DFSA sounds alarm on cryptocurrency fraud as UAE regulators consult on technology guidelines

Proposed guidelines issued by the four regulators cover everything from cloud server location to potential AI bias and identifying blockchain users

DUBAI, UNITED ARAB EMIRATES. 3 NOVEMBER 2019. 
A man interacts with Pepper at Emirates NBD branch in Emirates Towers.
Dubai Future Foundation (DFF) launched Dubai Future Week which offers a schedule of community events and interactive workshops at AREA 2071 in Emirates Tower, as part of efforts to offer a global futuristic experience that promotes technological knowledge and applications.

Under the theme: “Imagining, Designing and Executing the Future”, participants will have the opportunity to preview international films that envision the future, play Human Experience 2.0, an awareness game that introduces futuristic technologies, marvel at the Future Exhibition of images, shopping and the future of food, and engage in Future Dialogues which will explore various sectors such as education, workforce, economics and transportation.

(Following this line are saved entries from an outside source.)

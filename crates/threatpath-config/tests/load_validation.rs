// threatpath-config/tests/load_validation.rs
// ============================================================================
// Module: Config Load and Validation Tests
// Description: Defaults, parsing, and fail-closed range checks.
// ============================================================================
//! ## Overview
//! Exercises the configuration model: built-in defaults, TOML loading,
//! unknown-key rejection, and every range check.

#![allow(
    clippy::unwrap_used,
    clippy::expect_used,
    clippy::panic,
    reason = "Test-only output and panic-based assertions are permitted."
)]

use std::fs;

use tempfile::TempDir;
use threatpath_config::ConfigError;
use threatpath_config::ThreatPathConfig;

/// Writes a config file and loads it.
fn load(body: &str) -> Result<ThreatPathConfig, ConfigError> {
    let dir = TempDir::new().expect("tempdir");
    let path = dir.path().join("threatpath.toml");
    fs::write(&path, body).expect("write config");
    ThreatPathConfig::load(&path)
}

#[test]
fn defaults_validate() {
    let config = ThreatPathConfig::default();
    assert!(config.validate().is_ok());
    assert_eq!(config.pipeline.window_minutes, 60);
    assert_eq!(config.pipeline.max_forecast_depth, 3);
}

#[test]
fn full_config_round_trips() {
    let config = load(
        r#"
        [pipeline]
        window_minutes = 30
        max_forecast_depth = 4

        [catalog]
        path = "intel/vuln.db"
        busy_timeout_ms = 500

        [governance]
        store_path = "state/governance.db"

        [output]
        directory = "artifacts"
        "#,
    )
    .expect("valid config");
    assert_eq!(config.pipeline.window_minutes, 30);
    assert_eq!(config.pipeline.max_forecast_depth, 4);
    assert_eq!(config.catalog.busy_timeout_ms, 500);
    assert_eq!(config.output.directory.to_string_lossy(), "artifacts");
}

#[test]
fn partial_config_fills_defaults() {
    let config = load(
        r#"
        [pipeline]
        window_minutes = 15
        "#,
    )
    .expect("valid config");
    assert_eq!(config.pipeline.window_minutes, 15);
    assert_eq!(config.pipeline.max_forecast_depth, 3);
    assert_eq!(config.catalog.busy_timeout_ms, 2_000);
}

#[test]
fn zero_window_is_rejected() {
    let err = load("[pipeline]\nwindow_minutes = 0\n").expect_err("invalid");
    assert!(matches!(err, ConfigError::Validation { ref field, .. } if field == "pipeline.window_minutes"));
}

#[test]
fn oversized_window_is_rejected() {
    let err = load("[pipeline]\nwindow_minutes = 2000\n").expect_err("invalid");
    assert!(matches!(err, ConfigError::Validation { ref field, .. } if field == "pipeline.window_minutes"));
}

#[test]
fn zero_depth_is_rejected() {
    let err = load("[pipeline]\nmax_forecast_depth = 0\n").expect_err("invalid");
    assert!(matches!(err, ConfigError::Validation { ref field, .. } if field == "pipeline.max_forecast_depth"));
}

#[test]
fn oversized_timeout_is_rejected() {
    let err = load("[catalog]\nbusy_timeout_ms = 120000\n").expect_err("invalid");
    assert!(matches!(err, ConfigError::Validation { ref field, .. } if field == "catalog.busy_timeout_ms"));
}

#[test]
fn unknown_keys_are_rejected() {
    let err = load("[pipeline]\nwindow_minuets = 60\n").expect_err("invalid");
    assert!(matches!(err, ConfigError::Parse { .. }));
}

#[test]
fn missing_file_is_an_io_error() {
    let err = ThreatPathConfig::load(std::path::Path::new("/nonexistent/threatpath.toml"))
        .expect_err("missing");
    assert!(matches!(err, ConfigError::Io { .. }));
}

(Photo: Reem Mohammed/The National)

Reporter:
Section:

The Dubai Financial Services Regulatory Authority’s managing director urged investors to be wary of cryptocurrency fraud as the UAE’s main regulatory authorities teamed up to unveil a joint consultation exercise on the use of technology in financial services.

"Obviously, there are lots of things out there at the moment that are new and possibly not trustworthy," Peter Smith, the DFSA's head of strategy, policy and risk, told The National.

“There have been some examples in recent weeks around some scams and so on in the innovative area of the financial sector but what we are trying to do here is to say use these technologies, use them wisely and it is for the benefit of everybody if you do that.

"I think the message for consumers at the moment is ‘be careful’, because there is an awful lot of stuff out there that is not regulated at all, including nearly every cryptocurrency,” he said.

On Friday, the Dubai government issued a warning about cryptocurrency fraud after false statements linking it to involvement with the Dubai Coin were circulated.

On Friday, the Dubai government issued a warning about cryptocurrency fraud after false statements linking it to the Dubai Coin were circulated.

Regulation of security tokens and cryptocurrencies is at different stages among the UAE’s authorities, with the Abu Dhabi Global Markets licensing a couple of cryptocurrency exchanges.

However, the Central Bank of the UAE reaffirmed in December that it does not accept or acknowledge any cryptocurrency in the country, where the only legal tender remains the UAE dirham.

In March, the Securities and Commodities Authority issued regulations on security tokens that tokenise existing assets such as stocks and bonds.

The DFSA recently concluded its own dialogue on security tokens and will begin consultation on cryptocurrencies during the third quarter, said Mr Smith.

“We all see in the marketplace at the moment this tension between people often being aware that things are not regulated, but there is this fear of missing out – certainly among some age groups – that drives people to invest [or] speculate on things that they probably should not," he said.

"We have put out messages about the dangers of these scams. We will continue to put out these messages, as do some of the other regulators.”

The consultation document issued jointly by the four regulators yesterday covers everything from APIs – interfaces that allow FinTechs to work with banks’ software – to artificial intelligence, big data, biometrics, cloud computing and distributed ledger or blockchain technology.

Proposed guidelines – which are expected to be issued in the second half of this year – will cover everything from evaluating whether data centres are located in countries that are deemed suitable to store customer data to transparency around AI and big data use, as well as ensuring that participants in permissionless blockchain networks can be identified to prevent criminal activity such as money laundering or terrorism financing.

“It is – I think – the first time that all of the regulators in the UAE have come together to produce something like this. And it is because we all recognise the fundamental importance of technology in the businesses that we are dealing with,” said Mr Smith.

“We have all said slightly different things publicly on technologies and how they should or should not be used. I think there is just a recognition that we have got to set a baseline of what we regard as best practice. It is in nobody’s interests for firms dealing with more than one of that group of regulators to have different stories or different requirements to meet.”

Although most of the technology platforms the group intends to regulate are already in use, there is a danger in trying to govern them too soon, he said.

“It is always a challenge. You want to regulate things but if you do not know how to regulate them, you are giving people false comfort.”

For instance, there have been some major steps forward in AI use over the past two years but this has also been accompanied by a growing debate around potential biases of algorithms.

“We know a lot more now about the things that firms need to think about,” said Mr Smith.

Similarly, if regulators had attempted to tackle initial coin offerings a few years ago, these would now be outdated given the changes that have taken place in the market, he said.

“We only want to license people to do things that we think we understand ... and we think we can supervise properly.”